____ The data
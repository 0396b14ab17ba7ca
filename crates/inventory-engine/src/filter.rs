//! Traversal predicates and the filter paths built from them.
//!
//! A [`Filter`] either moves the traversal position across edges (`Related`,
//! `RelatedWithId`) or narrows the current position (everything else). Filters
//! in one AND-sequence apply left to right. A [`FilterPath`] is an ordered list
//! of steps; each step holds one or more alternative AND-sequences whose
//! results are unioned.

use std::fmt;

use inventory_core::{CanonicalPath, Direction, EntityKind, WellKnown};

#[derive(Debug, Clone, PartialEq)]
pub enum Filter {
    /// Hop across edges with this label (any label when `None`).
    Related {
        label: Option<String>,
        direction: Direction,
    },
    /// Hop across the single edge with this id, if it carries `label` when one is given.
    RelatedWithId {
        edge_id: String,
        label: Option<String>,
        direction: Direction,
    },
    /// Keep nodes having a `label` edge to the entity at `path`.
    RelatedWith {
        path: CanonicalPath,
        label: String,
        direction: Direction,
    },
    WithId(String),
    WithIds(Vec<String>),
    WithType(EntityKind),
    /// Keep nodes whose property `name` equals any of `values`.
    WithProperty {
        name: String,
        values: Vec<serde_json::Value>,
    },
}

impl Filter {
    pub fn related_by(label: impl Into<String>) -> Self {
        Filter::Related {
            label: Some(label.into()),
            direction: Direction::Outgoing,
        }
    }

    pub fn related_by_in(label: impl Into<String>, direction: Direction) -> Self {
        Filter::Related {
            label: Some(label.into()),
            direction,
        }
    }

    pub fn related_any(direction: Direction) -> Self {
        Filter::Related {
            label: None,
            direction,
        }
    }

    pub fn contains() -> Self {
        Self::related_by(WellKnown::Contains.name())
    }

    pub fn by_relationship_id(
        edge_id: impl Into<String>,
        label: Option<String>,
        direction: Direction,
    ) -> Self {
        Filter::RelatedWithId {
            edge_id: edge_id.into(),
            label,
            direction,
        }
    }

    pub fn related_with(path: CanonicalPath, label: impl Into<String>, direction: Direction) -> Self {
        Filter::RelatedWith {
            path,
            label: label.into(),
            direction,
        }
    }

    /// Resources (or metrics) defined by the given type.
    pub fn defined_by(type_path: CanonicalPath) -> Self {
        Self::related_with(type_path, WellKnown::Defines.name(), Direction::Incoming)
    }

    pub fn id(id: impl Into<String>) -> Self {
        Filter::WithId(id.into())
    }

    pub fn ids<I, S>(ids: I) -> Self
    where
        I: IntoIterator<Item = S>,
        S: Into<String>,
    {
        Filter::WithIds(ids.into_iter().map(Into::into).collect())
    }

    pub fn of_type(kind: EntityKind) -> Self {
        Filter::WithType(kind)
    }

    pub fn property(name: impl Into<String>, value: serde_json::Value) -> Self {
        Filter::WithProperty {
            name: name.into(),
            values: vec![value],
        }
    }

    /// True for filters that move the traversal position.
    pub fn is_hop(&self) -> bool {
        matches!(self, Filter::Related { .. } | Filter::RelatedWithId { .. })
    }

    /// Only id filters may be applied to relationships directly.
    pub fn is_id_filter(&self) -> bool {
        matches!(self, Filter::WithId(_) | Filter::WithIds(_))
    }

    /// Whether an id passes an id filter. Non-id filters accept everything.
    pub fn accepts_id(&self, id: &str) -> bool {
        match self {
            Filter::WithId(expected) => expected == id,
            Filter::WithIds(ids) => ids.iter().any(|i| i == id),
            _ => true,
        }
    }
}

impl fmt::Display for Filter {
    fn fmt(&self, f: &mut fmt::Formatter<'_>) -> fmt::Result {
        match self {
            Filter::Related { label, direction } => match label {
                Some(label) => write!(f, "Related({label}, {direction})"),
                None => write!(f, "Related(*, {direction})"),
            },
            Filter::RelatedWithId {
                edge_id,
                label,
                direction,
            } => match label {
                Some(label) => write!(f, "RelatedWithId({edge_id}, {label}, {direction})"),
                None => write!(f, "RelatedWithId({edge_id}, {direction})"),
            },
            Filter::RelatedWith {
                path,
                label,
                direction,
            } => write!(f, "RelatedWith({label}, {direction}, {path})"),
            Filter::WithId(id) => write!(f, "WithId({id})"),
            Filter::WithIds(ids) => write!(f, "WithIds({})", ids.join(", ")),
            Filter::WithType(kind) => write!(f, "WithType({kind})"),
            Filter::WithProperty { name, values } => {
                let values: Vec<String> = values.iter().map(ToString::to_string).collect();
                write!(f, "WithProperty({name} in [{}])", values.join(", "))
            }
        }
    }
}

/// Builds one AND-sequence of filters.
#[derive(Debug, Clone, Default, PartialEq)]
pub struct Accumulator {
    filters: Vec<Filter>,
}

impl Accumulator {
    pub fn by<I: IntoIterator<Item = Filter>>(filters: I) -> Self {
        Self {
            filters: filters.into_iter().collect(),
        }
    }

    pub fn and_filter<I: IntoIterator<Item = Filter>>(mut self, more: I) -> Self {
        self.filters.extend(more);
        self
    }

    pub fn get(self) -> Vec<Filter> {
        self.filters
    }
}

/// One traversal step: alternatives are ORed, filters within one are ANDed.
#[derive(Debug, Clone, PartialEq)]
pub struct Step {
    alternatives: Vec<Vec<Filter>>,
}

impl Step {
    pub fn single(filters: Vec<Filter>) -> Self {
        Self {
            alternatives: vec![filters],
        }
    }

    pub fn any_of(alternatives: Vec<Vec<Filter>>) -> Self {
        Self { alternatives }
    }

    pub fn alternatives(&self) -> &[Vec<Filter>] {
        &self.alternatives
    }
}

impl fmt::Display for Step {
    fn fmt(&self, f: &mut fmt::Formatter<'_>) -> fmt::Result {
        let alternatives: Vec<String> = self
            .alternatives
            .iter()
            .map(|alt| {
                let filters: Vec<String> = alt.iter().map(ToString::to_string).collect();
                format!("[{}]", filters.join(", "))
            })
            .collect();
        f.write_str(&alternatives.join(" | "))
    }
}

/// The accumulated traversal from the whole graph to the current position.
#[derive(Debug, Clone, Default, PartialEq)]
pub struct FilterPath {
    steps: Vec<Step>,
}

impl FilterPath {
    pub fn new() -> Self {
        Self::default()
    }

    /// The walk that reaches exactly the entity at `path`.
    pub fn to(path: &CanonicalPath) -> Self {
        let mut filter_path = Self::new();
        for (i, segment) in path.segments().iter().enumerate() {
            let mut filters = Vec::with_capacity(3);
            if i > 0 {
                filters.push(Filter::contains());
            }
            filters.push(Filter::WithType(segment.kind));
            filters.push(Filter::WithId(segment.id.clone()));
            filter_path = filter_path.with_step(Step::single(filters));
        }
        filter_path
    }

    /// A new path with `step` appended; the receiver is left untouched.
    pub fn with_step(&self, step: Step) -> Self {
        let mut steps = self.steps.clone();
        steps.push(step);
        Self { steps }
    }

    pub fn with_filters(&self, filters: Vec<Filter>) -> Self {
        self.with_step(Step::single(filters))
    }

    /// The path minus its last step, or `None` when already empty.
    pub fn parent(&self) -> Option<Self> {
        if self.steps.is_empty() {
            return None;
        }
        Some(Self {
            steps: self.steps[..self.steps.len() - 1].to_vec(),
        })
    }

    pub fn steps(&self) -> &[Step] {
        &self.steps
    }

    pub fn is_empty(&self) -> bool {
        self.steps.is_empty()
    }
}

impl fmt::Display for FilterPath {
    fn fmt(&self, f: &mut fmt::Formatter<'_>) -> fmt::Result {
        if self.steps.is_empty() {
            return f.write_str("<root>");
        }
        let steps: Vec<String> = self.steps.iter().map(ToString::to_string).collect();
        f.write_str(&steps.join(" -> "))
    }
}

#[cfg(test)]
mod tests {
    use super::*;

    #[test]
    fn accumulator_preserves_order() {
        let filters = Accumulator::by([Filter::contains(), Filter::of_type(EntityKind::Feed)])
            .and_filter([Filter::id("agent")])
            .get();
        assert_eq!(filters.len(), 3);
        assert_eq!(filters[2], Filter::id("agent"));
    }

    #[test]
    fn path_to_canonical_walks_contains() {
        let path: CanonicalPath = "/t;acme/e;prod".parse().unwrap();
        let fp = FilterPath::to(&path);
        assert_eq!(fp.steps().len(), 2);
        assert_eq!(
            fp.to_string(),
            "[WithType(Tenant), WithId(acme)] -> [Related(contains, outgoing), WithType(Environment), WithId(prod)]"
        );
    }

    #[test]
    fn with_step_does_not_mutate() {
        let base = FilterPath::new();
        let extended = base.with_filters(vec![Filter::id("x")]);
        assert!(base.is_empty());
        assert_eq!(extended.parent().unwrap(), base);
    }

    #[test]
    fn id_filter_classification() {
        assert!(Filter::ids(["a", "b"]).is_id_filter());
        assert!(!Filter::of_type(EntityKind::Tenant).is_id_filter());
        assert!(Filter::ids(["a", "b"]).accepts_id("b"));
        assert!(!Filter::id("a").accepts_id("b"));
        assert!(Filter::contains().is_hop());
    }

    #[test]
    fn alternatives_display_with_bar() {
        let step = Step::any_of(vec![vec![Filter::id("a")], vec![Filter::id("b")]]);
        assert_eq!(step.to_string(), "[WithId(a)] | [WithId(b)]");
    }
}
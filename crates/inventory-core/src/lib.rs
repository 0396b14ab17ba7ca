//! inventory-core: Shared model types, addressing, and error handling for the inventory graph.
//!
//! This crate provides the foundational types used by the traversal engine and its backends:
//! - Entity kinds (Tenant, Environment, Resource, etc.) and their containment rules
//! - Canonical and relative paths, the only identity an entity has outside a backend
//! - Entity, blueprint, and update types plus relationships between entities
//! - Structured data payloads attached to entities
//! - Paging, domain events, configuration management
//! - The common error taxonomy

pub mod config;
pub mod data;
pub mod error;
pub mod events;
pub mod kind;
pub mod model;
pub mod paging;
pub mod path;

pub use data::{DataRole, DataView, Shape, StructuredData};
pub use error::{InventoryError, Result};
pub use events::{Action, EventPayload, InventoryEvent};
pub use kind::EntityKind;
pub use model::{
    BasicBlueprint, DataEntity, DataEntityBlueprint, DataEntityUpdate, Direction, Entity, EntityUpdate,
    Environment, EnvironmentBlueprint, Feed, FeedBlueprint, InventoryEntity, Metric,
    MetricBlueprint, MetricType, MetricTypeBlueprint, Properties, Relationship, Resource,
    ResourceBlueprint, ResourceType, ResourceTypeBlueprint, Tenant, TenantBlueprint, WellKnown,
};
pub use paging::{Order, Page, Pager, SortDirection};
pub use path::{CanonicalPath, RelativePath, RelativeSegment, Segment};
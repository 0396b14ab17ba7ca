//! Create, update and delete through the mutation template.

mod common;

use std::sync::atomic::{AtomicUsize, Ordering};
use std::sync::Arc;

use common::{fixture, path};
use inventory_core::{
    Action, DataEntity, DataEntityBlueprint, DataEntityUpdate, DataRole, EntityKind, EntityUpdate,
    EnvironmentBlueprint, EventPayload, FeedBlueprint, InventoryEntity, InventoryError,
    Properties, RelativePath, ResourceBlueprint, StructuredData,
};
use inventory_engine::{Backend, Filter, FilterPath};
use serde_json::json;
use tracing_subscriber::layer::SubscriberExt;

#[tokio::test]
async fn second_data_entity_with_same_role_collides() {
    let fx = fixture().await;
    let data = fx.host1.data();

    data.create(&DataEntityBlueprint::new(
        DataRole::Configuration,
        json!({"port": 8080}),
    ))
    .await
    .unwrap();
    let err = data
        .create(&DataEntityBlueprint::new(DataRole::Configuration, json!(1)))
        .await
        .err()
        .unwrap();

    assert!(matches!(
        err,
        InventoryError::EntityAlreadyExists {
            kind: EntityKind::DataEntity,
            ..
        }
    ));
    assert_eq!(data.get_all().count().await.unwrap(), 1);

    let stored: DataEntity = data.get("configuration").entity().await.unwrap();
    assert_eq!(stored.value, StructuredData::from(json!({"port": 8080})));
}

#[tokio::test]
async fn duplicate_ids_collide_within_scope_only() {
    let fx = fixture().await;
    let err = fx
        .acme
        .environments()
        .create(&EnvironmentBlueprint::new("prod"))
        .await
        .err()
        .unwrap();
    assert!(matches!(err, InventoryError::EntityAlreadyExists { .. }));

    // Same id, different parent.
    let feed = fx
        .prod
        .feeds()
        .create(&FeedBlueprint::new("agent"))
        .await
        .unwrap();
    feed.resources()
        .create(&ResourceBlueprint::new("host1", common::host_type_path()))
        .await
        .unwrap();
}

#[tokio::test(flavor = "multi_thread", worker_threads = 2)]
async fn concurrent_creates_of_one_id_yield_one_winner() {
    let fx = fixture().await;
    let first = fx.acme.environments();
    let second = fx.acme.environments();
    let blueprint = EnvironmentBlueprint::new("staging");

    let (a, b) = tokio::join!(first.create(&blueprint), second.create(&blueprint));
    let outcomes = [a.map(|_| ()), b.map(|_| ())];

    assert_eq!(outcomes.iter().filter(|r| r.is_ok()).count(), 1);
    assert!(outcomes.iter().any(|r| matches!(
        r,
        Err(InventoryError::EntityAlreadyExists {
            kind: EntityKind::Environment,
            ..
        })
    )));
    let staging = fx
        .acme
        .environments()
        .get_all_where(vec![vec![Filter::id("staging")]])
        .count()
        .await
        .unwrap();
    assert_eq!(staging, 1);
}

#[tokio::test]
async fn containment_rules_are_enforced() {
    let fx = fixture().await;
    let bad = fx
        .prod
        .resources()
        .create(&ResourceBlueprint::new("x", path("/t;acme/e;prod")))
        .await
        .err()
        .unwrap();
    assert!(matches!(bad, InventoryError::IllegalArgument(_)));

    let missing_type = fx
        .prod
        .resources()
        .create(&ResourceBlueprint::new("x", path("/t;acme/rt;nope")))
        .await
        .err()
        .unwrap();
    assert!(matches!(missing_type, InventoryError::EntityNotFound { .. }));
    assert!(!fx.prod.resources().get("x").exists().await.unwrap());
}

#[tokio::test]
async fn create_under_missing_parent_fails() {
    let fx = fixture().await;
    let err = fx
        .inventory
        .tenants()
        .get("nobody")
        .environments()
        .create(&EnvironmentBlueprint::new("prod"))
        .await
        .err()
        .unwrap();
    assert!(matches!(
        err,
        InventoryError::EntityNotFound {
            kind: EntityKind::Tenant,
            ..
        }
    ));
}

#[tokio::test]
async fn delete_cascades_through_data() {
    let fx = fixture().await;
    fx.host1
        .data()
        .create(&DataEntityBlueprint::new(
            DataRole::Configuration,
            json!({"a": {"b": [1, 2]}}),
        ))
        .await
        .unwrap();
    let backend = fx.inventory.backend();
    assert_eq!(backend.data_node_count().await, 5);
    let entities_before = backend.entity_count().await;
    fx.sink.take();

    fx.prod.resources().delete("host1").await.unwrap();

    assert_eq!(backend.data_node_count().await, 0);
    assert_eq!(backend.entity_count().await, entities_before - 2);
    assert!(!fx.host1.exists().await.unwrap());

    let deleted: Vec<EntityKind> = fx
        .sink
        .take()
        .into_iter()
        .map(|event| match event.payload {
            EventPayload::EntityDeleted { entity } => entity.kind(),
            other => panic!("unexpected event {other:?}"),
        })
        .collect();
    assert_eq!(deleted, vec![EntityKind::DataEntity, EntityKind::Resource]);
}

struct WarnCounter(Arc<AtomicUsize>);

impl<S: tracing::Subscriber> tracing_subscriber::Layer<S> for WarnCounter {
    fn on_event(
        &self,
        event: &tracing::Event<'_>,
        _ctx: tracing_subscriber::layer::Context<'_, S>,
    ) {
        if *event.metadata().level() == tracing::Level::WARN {
            self.0.fetch_add(1, Ordering::SeqCst);
        }
    }
}

#[tokio::test]
async fn deleting_data_without_structure_warns_and_completes() {
    let warnings = Arc::new(AtomicUsize::new(0));
    let subscriber = tracing_subscriber::registry().with(WarnCounter(warnings.clone()));
    let _guard = tracing::subscriber::set_default(subscriber);

    let fx = fixture().await;
    let backend = fx.inventory.backend();
    let host_path = path("/t;acme/e;prod/r;host1");

    // A data entity attached without any structured data behind it.
    let host = backend.resolve(&FilterPath::to(&host_path)).await.unwrap()[0];
    let orphan = DataEntity {
        path: host_path.extend(EntityKind::DataEntity, "configuration").unwrap(),
        role: DataRole::Configuration,
        value: StructuredData::Undefined,
        properties: Properties::new(),
    };
    let node = backend.persist(&orphan.into_entity()).await.unwrap();
    backend
        .relate(&host, &node, "contains", &Properties::new())
        .await
        .unwrap();

    fx.inventory.delete_at(&host_path).await.unwrap();

    assert_eq!(warnings.load(Ordering::SeqCst), 1);
    assert!(fx
        .inventory
        .entity_at(&host_path)
        .await
        .unwrap_err()
        .is_not_found());
}

#[tokio::test]
async fn delete_of_missing_entity_is_not_found() {
    let fx = fixture().await;
    let err = fx.prod.resources().delete("ghost").await.unwrap_err();
    assert!(err.is_not_found());
}

#[tokio::test]
async fn update_replaces_properties_and_publishes_old_and_new() {
    let fx = fixture().await;
    let mut properties = Properties::new();
    properties.insert("owner".into(), json!("ops"));

    fx.acme
        .environments()
        .update("prod", &EntityUpdate::properties(properties.clone()))
        .await
        .unwrap();

    let prod = fx.prod.entity().await.unwrap();
    assert_eq!(prod.properties, properties);

    let events = fx.sink.take();
    assert_eq!(events.len(), 1);
    assert_eq!(events[0].action(), Action::Updated);
    match &events[0].payload {
        EventPayload::EntityUpdated { old, new } => {
            assert!(old.properties().is_empty());
            assert_eq!(new.properties(), &properties);
        }
        other => panic!("unexpected event {other:?}"),
    }
}

#[tokio::test]
async fn data_update_swaps_the_tree() {
    let fx = fixture().await;
    let data = fx.host1.data();
    data.create(&DataEntityBlueprint::new(
        DataRole::Configuration,
        json!({"a": [1, 2, 3]}),
    ))
    .await
    .unwrap();

    data.update(
        "configuration",
        &DataEntityUpdate {
            value: json!({"b": true}).into(),
        },
    )
    .await
    .unwrap();

    let value = data
        .get("configuration")
        .data(&RelativePath::empty())
        .await
        .unwrap();
    assert_eq!(value, StructuredData::from(json!({"b": true})));
    assert_eq!(fx.inventory.backend().data_node_count().await, 2);
}

#[tokio::test]
async fn create_publishes_after_wiring() {
    let fx = fixture().await;
    fx.acme
        .environments()
        .create(&EnvironmentBlueprint::new("dev"))
        .await
        .unwrap();

    let events = fx.sink.take();
    assert_eq!(events.len(), 1);
    match &events[0].payload {
        EventPayload::EntityCreated { entity } => {
            assert_eq!(entity.path(), &path("/t;acme/e;dev"));
        }
        other => panic!("unexpected event {other:?}"),
    }
}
________
Some lines in the material contain "first". Show all of them.

    let first = fx.acme.environments();
    let (a, b) = tokio::join!(first.create(&blueprint), second.create(&blueprint));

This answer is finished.